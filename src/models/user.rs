use serde::{Deserialize, Serialize};
use serde_json::{Map, Value};

/// The user object returned by the profile endpoint.
///
/// The client treats it as opaque: it is stored and handed back wholesale.
/// Accessors cover the fields the session itself needs.
#[derive(Serialize, Deserialize, Debug, Clone, PartialEq, Default)]
#[serde(transparent)]
pub struct UserProfile(pub Map<String, Value>);

impl UserProfile {
    pub fn username(&self) -> Option<&str> {
        self.0.get("username").and_then(Value::as_str)
    }

    pub fn email(&self) -> Option<&str> {
        self.0.get("email").and_then(Value::as_str)
    }

    pub fn id(&self) -> Option<i64> {
        self.0.get("id").and_then(Value::as_i64)
    }

    pub fn get(&self, key: &str) -> Option<&Value> {
        self.0.get(key)
    }
}
use tracing::level_filters::LevelFilter;
use tracing::{Event, Level, Subscriber};
use tracing_subscriber::fmt::format::Writer;
use tracing_subscriber::fmt::{FmtContext, FormatEvent, FormatFields};
use tracing_subscriber::registry::LookupSpan;
use tracing_subscriber::{fmt, prelude::*, EnvFilter};

use crate::config::{LogFormat, LoggingConfig};
use chrono::{SecondsFormat, Utc};
use serde_json::{Map, Value};
use tracing::field::{Field, Visit};

#[derive(Default)]
struct JsonFieldVisitor {
    fields: Map<String, Value>,
}

impl JsonFieldVisitor {
    fn insert(&mut self, field: &Field, value: Value) {
        self.fields.insert(field.name().to_string(), value);
    }
}

impl Visit for JsonFieldVisitor {
    fn record_i64(&mut self, field: &Field, value: i64) {
        self.insert(field, Value::from(value));
    }

    fn record_u64(&mut self, field: &Field, value: u64) {
        self.insert(field, Value::from(value));
    }

    fn record_bool(&mut self, field: &Field, value: bool) {
        self.insert(field, Value::from(value));
    }

    fn record_str(&mut self, field: &Field, value: &str) {
        self.insert(field, Value::from(value));
    }

    fn record_f64(&mut self, field: &Field, value: f64) {
        self.insert(field, Value::from(value));
    }

    fn record_debug(&mut self, field: &Field, value: &dyn std::fmt::Debug) {
        self.insert(field, Value::from(format!("{:?}", value)));
    }
}

/// One JSON object per line, shaped after the OpenTelemetry log data model.
#[derive(Clone)]
struct OtelJsonEventFormatter {
    service_name: String,
    service_version: String,
}

impl OtelJsonEventFormatter {
    fn severity_number(level: &Level) -> u64 {
        match *level {
            Level::TRACE => 1,
            Level::DEBUG => 5,
            Level::INFO => 9,
            Level::WARN => 13,
            Level::ERROR => 17,
        }
    }

    fn render(&self, event: &Event<'_>) -> Value {
        let metadata = event.metadata();
        let mut visitor = JsonFieldVisitor::default();
        event.record(&mut visitor);

        let mut attributes = visitor.fields;
        // Dotted OTel keys can't be tracing field names, so events use underscores.
        for (from, to) in [
            ("event_name", "event.name"),
            ("event_domain", "event.domain"),
            ("http_method", "http.request.method"),
            ("http_status", "http.response.status_code"),
            ("url_path", "url.path"),
        ] {
            if let Some(v) = attributes.remove(from) {
                attributes.insert(to.to_string(), v);
            }
        }
        if let Some(file) = metadata.file() {
            attributes.insert("code.filepath".to_string(), Value::from(file));
        }
        if let Some(line) = metadata.line() {
            attributes.insert("code.lineno".to_string(), Value::from(line));
        }
        attributes.insert("code.target".to_string(), Value::from(metadata.target()));

        let body = attributes
            .remove("message")
            .and_then(|v| v.as_str().map(str::to_string))
            .unwrap_or_else(|| metadata.name().to_string());

        let mut resource = Map::new();
        resource.insert(
            "service.name".to_string(),
            Value::from(self.service_name.clone()),
        );
        resource.insert(
            "service.version".to_string(),
            Value::from(self.service_version.clone()),
        );

        let mut root = Map::new();
        root.insert(
            "timestamp".to_string(),
            Value::from(Utc::now().to_rfc3339_opts(SecondsFormat::Millis, true)),
        );
        root.insert(
            "severity_text".to_string(),
            Value::from(metadata.level().as_str()),
        );
        root.insert(
            "severity_number".to_string(),
            Value::from(Self::severity_number(metadata.level())),
        );
        root.insert("body".to_string(), Value::from(body));
        root.insert("resource".to_string(), Value::Object(resource));
        root.insert("attributes".to_string(), Value::Object(attributes));
        Value::Object(root)
    }
}

impl<S, N> FormatEvent<S, N> for OtelJsonEventFormatter
where
    S: Subscriber + for<'lookup> LookupSpan<'lookup>,
    N: for<'writer> FormatFields<'writer> + 'static,
{
    fn format_event(
        &self,
        _ctx: &FmtContext<'_, S, N>,
        mut writer: Writer<'_>,
        event: &Event<'_>,
    ) -> std::fmt::Result {
        let serialized = serde_json::to_string(&self.render(event)).map_err(|_| std::fmt::Error)?;
        writer.write_str(&serialized)?;
        writer.write_char('\n')?;
        Ok(())
    }
}

/// Parse a `logging.level` value.
pub fn parse_level(level: &str) -> Result<LevelFilter, String> {
    match level.trim().to_lowercase().as_str() {
        "trace" => Ok(LevelFilter::TRACE),
        "debug" => Ok(LevelFilter::DEBUG),
        "info" => Ok(LevelFilter::INFO),
        "warn" => Ok(LevelFilter::WARN),
        "error" => Ok(LevelFilter::ERROR),
        other => Err(format!(
            "Invalid logging.level '{}'. Valid values: trace, debug, info, warn, error",
            other
        )),
    }
}

/// Install the global subscriber. `RUST_LOG` directives are honoured on top
/// of the configured level. Logs go to stderr; stdout belongs to the CLI.
pub fn init_logging(logging_config: &LoggingConfig) -> Result<(), String> {
    let level_filter = parse_level(&logging_config.level)?;
    let filter_layer = EnvFilter::builder()
        .with_default_directive(level_filter.into())
        .from_env_lossy();

    let result = match logging_config.format {
        LogFormat::Json => tracing_subscriber::registry()
            .with(filter_layer)
            .with(
                fmt::layer()
                    .with_writer(std::io::stderr)
                    .event_format(OtelJsonEventFormatter {
                        service_name: logging_config.service_name.clone(),
                        service_version: logging_config.service_version.clone(),
                    }),
            )
            .try_init(),
        LogFormat::Console => tracing_subscriber::registry()
            .with(filter_layer)
            .with(fmt::layer().pretty().with_writer(std::io::stderr))
            .try_init(),
    };
    result.map_err(|e| format!("Failed to install tracing subscriber: {}", e))
}
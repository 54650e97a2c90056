//! Single-flight guard for the redirect-on-401 recovery.
//!
//! There is no refresh endpoint, so "recovery" means wiping the stored token
//! and sending the user to the login page. Only one caller may do that at a
//! time; the others wait for it to finish and then fail with their own error.

use std::sync::atomic::{AtomicBool, Ordering};

use tokio::sync::Notify;

#[derive(Debug, Default)]
pub struct RecoveryGate {
    in_flight: AtomicBool,
    settled: Notify,
}

/// Held by the one caller allowed to run the recovery. Dropping it settles
/// the gate and releases everyone waiting in [`RecoveryGate::wait_settled`].
#[derive(Debug)]
pub struct RecoveryPermit<'a> {
    gate: &'a RecoveryGate,
}

impl RecoveryGate {
    pub fn new() -> Self {
        Self::default()
    }

    /// Claim the recovery. `None` while another caller holds it.
    pub fn try_begin(&self) -> Option<RecoveryPermit<'_>> {
        self.in_flight
            .compare_exchange(false, true, Ordering::AcqRel, Ordering::Acquire)
            .ok()
            .map(|_| RecoveryPermit { gate: self })
    }

    pub fn is_in_flight(&self) -> bool {
        self.in_flight.load(Ordering::Acquire)
    }

    /// Resolves once no recovery is running.
    pub async fn wait_settled(&self) {
        loop {
            let notified = self.settled.notified();
            tokio::pin!(notified);
            // Register before checking, so a settle in between isn't missed.
            notified.as_mut().enable();
            if !self.is_in_flight() {
                return;
            }
            notified.await;
        }
    }
}

impl Drop for RecoveryPermit<'_> {
    fn drop(&mut self) {
        self.gate.in_flight.store(false, Ordering::Release);
        self.gate.settled.notify_waiters();
    }
}

#[cfg(test)]
mod tests {
    use super::*;
    use std::sync::Arc;
    use std::time::Duration;

    #[test]
    fn only_one_permit_at_a_time() {
        let gate = RecoveryGate::new();
        let permit = gate.try_begin();
        assert!(permit.is_some());
        assert!(gate.try_begin().is_none());
        drop(permit);
        assert!(!gate.is_in_flight());
        assert!(gate.try_begin().is_some());
    }

    #[tokio::test]
    async fn waiters_are_released_when_the_permit_drops() {
        let gate = Arc::new(RecoveryGate::new());
        let permit_gate = gate.clone();

        let holder = tokio::spawn(async move {
            let permit = permit_gate.try_begin().expect("first claim wins");
            tokio::time::sleep(Duration::from_millis(20)).await;
            drop(permit);
        });

        while !gate.is_in_flight() {
            tokio::task::yield_now().await;
        }
        tokio::time::timeout(Duration::from_secs(1), gate.wait_settled())
            .await
            .expect("waiter should be released");
        assert!(!gate.is_in_flight());
        holder.await.unwrap();
    }

    #[tokio::test]
    async fn wait_settled_returns_immediately_when_idle() {
        let gate = RecoveryGate::new();
        tokio::time::timeout(Duration::from_millis(50), gate.wait_settled())
            .await
            .expect("idle gate should not block");
    }
}
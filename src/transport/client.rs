use std::sync::{Arc, OnceLock, Weak};
use std::time::Duration;

use chrono::Utc;
use reqwest::header::{HeaderMap, HeaderValue, ACCEPT};
use reqwest::{Client, Method, StatusCode};
use serde::de::DeserializeOwned;
use serde::Serialize;
use serde_json::Value;
use tracing::{debug, error, warn};

use super::navigator::Navigator;
use super::recovery::RecoveryGate;
use super::SessionExpiry;
use crate::config::ApiConfig;
use crate::errors::{ErrorPayload, TransportError};
use crate::store::TokenStore;
use crate::utils::log_throttle::LogThrottle;
use crate::utils::redirect::{login_redirect, path_of};

const NO_TOKEN_LOG_WINDOW: Duration = Duration::from_secs(30);
/// Query parameter added to GET requests so caches never serve stale data.
pub const CACHE_BUST_PARAM: &str = "_t";

/// Body of an outgoing request.
#[derive(Debug, Clone, Default)]
pub enum RequestBody {
    #[default]
    Empty,
    Json(Value),
    Form(Vec<(String, String)>),
}

/// A request relative to the API base URL.
#[derive(Debug, Clone)]
pub struct ApiRequest {
    pub method: Method,
    pub path: String,
    pub query: Vec<(String, String)>,
    pub body: RequestBody,
    /// Set on a request that is itself a retry; a 401 on it is terminal.
    pub retry: bool,
}

impl ApiRequest {
    pub fn new(method: Method, path: impl Into<String>) -> Self {
        Self {
            method,
            path: path.into(),
            query: Vec::new(),
            body: RequestBody::Empty,
            retry: false,
        }
    }

    pub fn get(path: impl Into<String>) -> Self {
        Self::new(Method::GET, path)
    }

    pub fn post(path: impl Into<String>) -> Self {
        Self::new(Method::POST, path)
    }

    pub fn query(mut self, key: impl Into<String>, value: impl Into<String>) -> Self {
        self.query.push((key.into(), value.into()));
        self
    }

    pub fn json<B: Serialize>(mut self, body: &B) -> Result<Self, TransportError> {
        let value =
            serde_json::to_value(body).map_err(|e| TransportError::Request(e.to_string()))?;
        self.body = RequestBody::Json(value);
        Ok(self)
    }

    pub fn form(mut self, fields: &[(&str, &str)]) -> Self {
        self.body = RequestBody::Form(
            fields
                .iter()
                .map(|(k, v)| (k.to_string(), v.to_string()))
                .collect(),
        );
        self
    }

    pub fn as_retry(mut self) -> Self {
        self.retry = true;
        self
    }
}

/// A successful response, body already read.
#[derive(Debug, Clone)]
pub struct ApiResponse {
    pub status: StatusCode,
    pub body: String,
}

impl ApiResponse {
    pub fn json<T: DeserializeOwned>(&self) -> Result<T, TransportError> {
        serde_json::from_str(&self.body).map_err(|e| TransportError::Decode(e.to_string()))
    }
}

/// HTTP client that carries the stored bearer token on every request and
/// turns 401 responses into a forced return to the login page.
///
/// No timeout is applied unless `api.timeout_ms` is configured; requests may
/// otherwise run indefinitely and callers wrap them if they need a bound.
pub struct AuthenticatedTransport {
    client: Client,
    base_url: String,
    login_endpoints: Vec<String>,
    login_path: String,
    tokens: Arc<TokenStore>,
    navigator: Arc<dyn Navigator>,
    gate: RecoveryGate,
    throttle: LogThrottle,
    expiry: OnceLock<Weak<dyn SessionExpiry>>,
}

impl AuthenticatedTransport {
    pub fn new(
        api: &ApiConfig,
        login_path: &str,
        tokens: Arc<TokenStore>,
        navigator: Arc<dyn Navigator>,
    ) -> Result<Self, TransportError> {
        let mut headers = HeaderMap::new();
        headers.insert(ACCEPT, HeaderValue::from_static("application/json"));

        let mut builder = Client::builder().default_headers(headers);
        if let Some(timeout) = api.timeout() {
            builder = builder.timeout(timeout);
        }

        Ok(Self {
            client: builder.build()?,
            base_url: api.base_url.trim_end_matches('/').to_string(),
            login_endpoints: api
                .login_endpoints
                .iter()
                .map(|e| normalize(e).to_string())
                .collect(),
            login_path: login_path.to_string(),
            tokens,
            navigator,
            gate: RecoveryGate::new(),
            throttle: LogThrottle::new(NO_TOKEN_LOG_WINDOW),
            expiry: OnceLock::new(),
        })
    }

    /// Register who gets told when a 401 wipes the stored token. Only the
    /// first registration sticks.
    pub fn set_expiry_handler(&self, handler: Weak<dyn SessionExpiry>) {
        if self.expiry.set(handler).is_err() {
            warn!("session expiry handler already registered, ignoring");
        }
    }

    pub fn tokens(&self) -> &Arc<TokenStore> {
        &self.tokens
    }

    pub fn url(&self, path: &str) -> String {
        format!("{}/{}", self.base_url, path.trim_start_matches('/'))
    }

    /// Whether `path` is a token-issuance endpoint.
    pub fn is_login_endpoint(&self, path: &str) -> bool {
        let path = normalize(path_of(path));
        self.login_endpoints.iter().any(|e| e == path)
    }

    pub async fn get_json<T: DeserializeOwned>(&self, path: &str) -> Result<T, TransportError> {
        self.send(ApiRequest::get(path)).await?.json()
    }

    pub async fn post_json<B: Serialize, T: DeserializeOwned>(
        &self,
        path: &str,
        body: &B,
    ) -> Result<T, TransportError> {
        self.send(ApiRequest::post(path).json(body)?).await?.json()
    }

    pub async fn post_form<T: DeserializeOwned>(
        &self,
        path: &str,
        fields: &[(&str, &str)],
    ) -> Result<T, TransportError> {
        self.send(ApiRequest::post(path).form(fields)).await?.json()
    }

    /// Dispatch a request and inspect the response.
    pub async fn send(&self, request: ApiRequest) -> Result<ApiResponse, TransportError> {
        let token = self.tokens.read();
        if token.is_some() {
            self.tokens.reconcile();
        } else if let Some(suppressed_count) = self.throttle.should_emit("transport.no_token") {
            warn!(
                event_name = "transport.request.no_token",
                event_domain = "transport",
                url_path = request.path.as_str(),
                suppressed_count,
                "no auth token found, request may be rejected"
            );
        }

        let url = self.url(&request.path);
        let mut builder = self.client.request(request.method.clone(), &url);
        if !request.query.is_empty() {
            builder = builder.query(&request.query);
        }
        if request.method == Method::GET {
            builder = builder.query(&[(CACHE_BUST_PARAM, Utc::now().timestamp_millis())]);
        }
        if let Some(token) = &token {
            builder = builder.bearer_auth(token);
        }
        builder = match &request.body {
            RequestBody::Empty => builder,
            RequestBody::Json(value) => builder.json(value),
            RequestBody::Form(fields) => builder.form(fields),
        };

        debug!(
            http_method = %request.method,
            url_path = request.path.as_str(),
            "sending request"
        );
        let response = builder.send().await.map_err(|e| {
            error!(
                http_method = %request.method,
                url_path = request.path.as_str(),
                error = %e,
                "request failed without a response"
            );
            TransportError::from(e)
        })?;

        let status = response.status();
        let body = response.text().await?;
        if status.is_success() {
            debug!(
                http_status = status.as_u16(),
                url_path = request.path.as_str(),
                "received response"
            );
            return Ok(ApiResponse { status, body });
        }

        warn!(
            http_status = status.as_u16(),
            url_path = request.path.as_str(),
            "request returned an error status"
        );
        let payload = ErrorPayload::new(body);
        if status == StatusCode::UNAUTHORIZED {
            return Err(self
                .handle_unauthorized(&request, token.as_deref(), payload)
                .await);
        }
        Err(TransportError::Status {
            status: status.as_u16(),
            payload,
        })
    }

    async fn handle_unauthorized(
        &self,
        request: &ApiRequest,
        sent_token: Option<&str>,
        payload: ErrorPayload,
    ) -> TransportError {
        // The login request itself: a bad password, not an expired session.
        if self.is_login_endpoint(&request.path) || request.retry {
            warn!(
                event_name = "transport.login.rejected",
                event_domain = "transport",
                url_path = request.path.as_str(),
                "credentials rejected"
            );
            self.tokens.clear();
            self.notify_expired();
            self.redirect_to_login();
            return TransportError::Unauthorized(payload);
        }

        match self.gate.try_begin() {
            // Only the token this request carried may be wiped; if the store
            // moved on (already cleared, or a new login) the 401 is stale.
            Some(permit)
                if sent_token.is_some() && self.tokens.read().as_deref() == sent_token =>
            {
                warn!(
                    event_name = "transport.session.expired",
                    event_domain = "transport",
                    url_path = request.path.as_str(),
                    "session rejected by server, returning to login"
                );
                self.tokens.clear();
                self.notify_expired();
                self.redirect_to_login();
                drop(permit);
            }
            Some(_stale) => {
                debug!(
                    url_path = request.path.as_str(),
                    "401 without a matching stored token, ignoring"
                );
            }
            None => {
                debug!(
                    url_path = request.path.as_str(),
                    "session recovery in flight, rejecting after it settles"
                );
                self.gate.wait_settled().await;
            }
        }
        TransportError::Unauthorized(payload)
    }

    fn notify_expired(&self) {
        if let Some(handler) = self.expiry.get().and_then(Weak::upgrade) {
            handler.session_expired();
        }
    }

    fn redirect_to_login(&self) {
        let current = self.navigator.current();
        let current_path = path_of(&current);
        if current_path == self.login_path {
            return;
        }
        self.navigator
            .redirect(&login_redirect(&self.login_path, current_path));
    }
}

fn normalize(path: &str) -> &str {
    match path.trim_end_matches('/') {
        "" => "/",
        trimmed => trimmed,
    }
}
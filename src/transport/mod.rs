//! Outbound HTTP with the stored bearer token attached.

pub mod client;
pub mod navigator;
pub mod recovery;

pub use client::{ApiRequest, ApiResponse, AuthenticatedTransport, RequestBody, CACHE_BUST_PARAM};
pub use navigator::{Location, Navigator};
pub use recovery::{RecoveryGate, RecoveryPermit};

/// Told when the transport wipes the stored token after a 401, so in-memory
/// session state can follow. Called without any transport lock held.
pub trait SessionExpiry: Send + Sync {
    fn session_expired(&self);
}
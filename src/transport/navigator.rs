use std::sync::{Mutex, MutexGuard};

use tracing::info;

/// The client's current location and the ability to move it.
///
/// Stands in for the browser location: the transport redirects through it
/// and the navigation driver pushes allowed destinations onto it.
pub trait Navigator: Send + Sync {
    /// Full current location (path plus query).
    fn current(&self) -> String;
    /// Move to `location`.
    fn redirect(&self, location: &str);
}

/// In-memory location with a history of every visited location.
#[derive(Debug)]
pub struct Location {
    history: Mutex<Vec<String>>,
}

impl Location {
    pub fn new(initial: impl Into<String>) -> Self {
        Self {
            history: Mutex::new(vec![initial.into()]),
        }
    }

    fn history_guard(&self) -> MutexGuard<'_, Vec<String>> {
        match self.history.lock() {
            Ok(guard) => guard,
            Err(poisoned) => poisoned.into_inner(),
        }
    }

    /// Every location visited so far, oldest first.
    pub fn history(&self) -> Vec<String> {
        self.history_guard().clone()
    }
}

impl Default for Location {
    fn default() -> Self {
        Self::new("/")
    }
}

impl Navigator for Location {
    fn current(&self) -> String {
        self.history_guard()
            .last()
            .cloned()
            .unwrap_or_else(|| "/".to_string())
    }

    fn redirect(&self, location: &str) {
        info!(location, "navigating");
        self.history_guard().push(location.to_string());
    }
}
use schemars::JsonSchema;
use serde::{Deserialize, Serialize};

/// Assistant-personality preferences layered on top of the session.
#[derive(Deserialize, Serialize, Debug, Clone, JsonSchema)]
#[serde(default)]
pub struct PreferencesConfig {
    pub enabled: bool,
    /// Used when neither local storage nor the server knows a personality.
    pub default_personality_id: i64,
}

impl Default for PreferencesConfig {
    fn default() -> Self {
        Self {
            enabled: true,
            default_personality_id: 1,
        }
    }
}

* [Problem description] Go through the listing above and state how many of its lines contain "assert", with no other words.

* [Task result] 5